//! Native serial port implementation using the `serialport` crate.

use {
    crate::{
        error::{Error, Result},
        port::{
            DataBits, FlowControl, Parity, Port, PortEnumerator, PortInfo, SerialConfig, StopBits,
        },
    },
    log::{debug, trace},
    serialport::ClearBuffer,
    std::{
        io::{self, Read, Write},
        time::Duration,
    },
};

/// Native serial port implementation.
pub struct NativePort {
    port: Option<Box<dyn serialport::SerialPort>>,
    name: String,
    timeout: Duration,
    baud_rate: u32,
}

impl NativePort {
    /// Open a serial port with the given configuration.
    pub fn open(config: &SerialConfig) -> Result<Self> {
        if config.port_name.is_empty() || config.baud_rate == 0 {
            return Err(Error::Argument(format!(
                "Cannot open port '{}' at {} baud",
                config.port_name, config.baud_rate
            )));
        }

        debug!(
            "Opening {} at {} baud (read timeout {:?})",
            config.port_name, config.baud_rate, config.timeout
        );
        let port = serialport::new(&config.port_name, config.baud_rate)
            .timeout(config.timeout)
            .data_bits(config.data_bits.into())
            .parity(config.parity.into())
            .stop_bits(config.stop_bits.into())
            .flow_control(config.flow_control.into())
            .open()?;

        Ok(Self {
            port: Some(port),
            name: config.port_name.clone(),
            timeout: config.timeout,
            baud_rate: config.baud_rate,
        })
    }

    /// Open a serial port with default framing and read timeout.
    pub fn open_simple(port_name: &str, baud_rate: u32) -> Result<Self> {
        Self::open(&SerialConfig::new(port_name, baud_rate))
    }

    fn inner(&mut self) -> Result<&mut Box<dyn serialport::SerialPort>> {
        self.port
            .as_mut()
            .ok_or_else(|| Error::Port(format!("{} is closed", self.name)))
    }
}

fn closed() -> io::Error {
    io::Error::new(io::ErrorKind::NotConnected, "port closed")
}

impl Port for NativePort {
    fn set_timeout(&mut self, timeout: Duration) -> Result<()> {
        self.inner()?.set_timeout(timeout)?;
        self.timeout = timeout;
        Ok(())
    }

    fn timeout(&self) -> Duration {
        self.timeout
    }

    fn set_baud_rate(&mut self, baud_rate: u32) -> Result<()> {
        self.inner()?.set_baud_rate(baud_rate)?;
        self.baud_rate = baud_rate;
        Ok(())
    }

    fn baud_rate(&self) -> u32 {
        self.baud_rate
    }

    fn clear_buffers(&mut self) -> Result<()> {
        self.inner()?.clear(ClearBuffer::All)?;
        Ok(())
    }

    fn name(&self) -> &str {
        &self.name
    }

    fn set_dtr(&mut self, level: bool) -> Result<()> {
        trace!("Setting DTR to {level}");
        self.inner()?.write_data_terminal_ready(level)?;
        Ok(())
    }

    fn set_rts(&mut self, level: bool) -> Result<()> {
        trace!("Setting RTS to {level}");
        self.inner()?.write_request_to_send(level)?;
        Ok(())
    }

    fn close(&mut self) -> Result<()> {
        if self.port.take().is_some() {
            debug!("Closed {}", self.name);
        }
        Ok(())
    }
}

impl Read for NativePort {
    fn read(&mut self, buf: &mut [u8]) -> io::Result<usize> {
        self.port
            .as_mut()
            .ok_or_else(closed)
            .and_then(|p| p.read(buf))
    }
}

impl Write for NativePort {
    fn write(&mut self, buf: &[u8]) -> io::Result<usize> {
        self.port
            .as_mut()
            .ok_or_else(closed)
            .and_then(|p| p.write(buf))
    }

    fn flush(&mut self) -> io::Result<()> {
        self.port
            .as_mut()
            .ok_or_else(closed)
            .and_then(Write::flush)
    }
}

/// Native port enumerator.
pub struct NativePortEnumerator;

impl PortEnumerator for NativePortEnumerator {
    fn list_ports() -> Result<Vec<PortInfo>> {
        let ports = serialport::available_ports()?;

        Ok(ports
            .into_iter()
            .map(|p| {
                let (vid, pid, manufacturer, product, serial_number) = match p.port_type {
                    serialport::SerialPortType::UsbPort(info) => (
                        Some(info.vid),
                        Some(info.pid),
                        info.manufacturer,
                        info.product,
                        info.serial_number,
                    ),
                    _ => (None, None, None, None, None),
                };

                PortInfo {
                    name: p.port_name,
                    vid,
                    pid,
                    manufacturer,
                    product,
                    serial_number,
                }
            })
            .collect())
    }
}

impl From<DataBits> for serialport::DataBits {
    fn from(bits: DataBits) -> Self {
        match bits {
            DataBits::Five => Self::Five,
            DataBits::Six => Self::Six,
            DataBits::Seven => Self::Seven,
            DataBits::Eight => Self::Eight,
        }
    }
}

impl From<Parity> for serialport::Parity {
    fn from(parity: Parity) -> Self {
        match parity {
            Parity::None => Self::None,
            Parity::Odd => Self::Odd,
            Parity::Even => Self::Even,
        }
    }
}

impl From<StopBits> for serialport::StopBits {
    fn from(bits: StopBits) -> Self {
        match bits {
            StopBits::One => Self::One,
            StopBits::Two => Self::Two,
        }
    }
}

impl From<FlowControl> for serialport::FlowControl {
    fn from(flow: FlowControl) -> Self {
        match flow {
            FlowControl::None => Self::None,
            FlowControl::Hardware => Self::Hardware,
            FlowControl::Software => Self::Software,
        }
    }
}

________________

Go through the entries above and report each line with the string "FlowControl" in it.

            DataBits, FlowControl, Parity, Port, PortEnumerator, PortInfo, SerialConfig, StopBits,
impl From<FlowControl> for serialport::FlowControl {
    fn from(flow: FlowControl) -> Self {
            FlowControl::None => Self::None,
            FlowControl::Hardware => Self::Hardware,
            FlowControl::Software => Self::Software,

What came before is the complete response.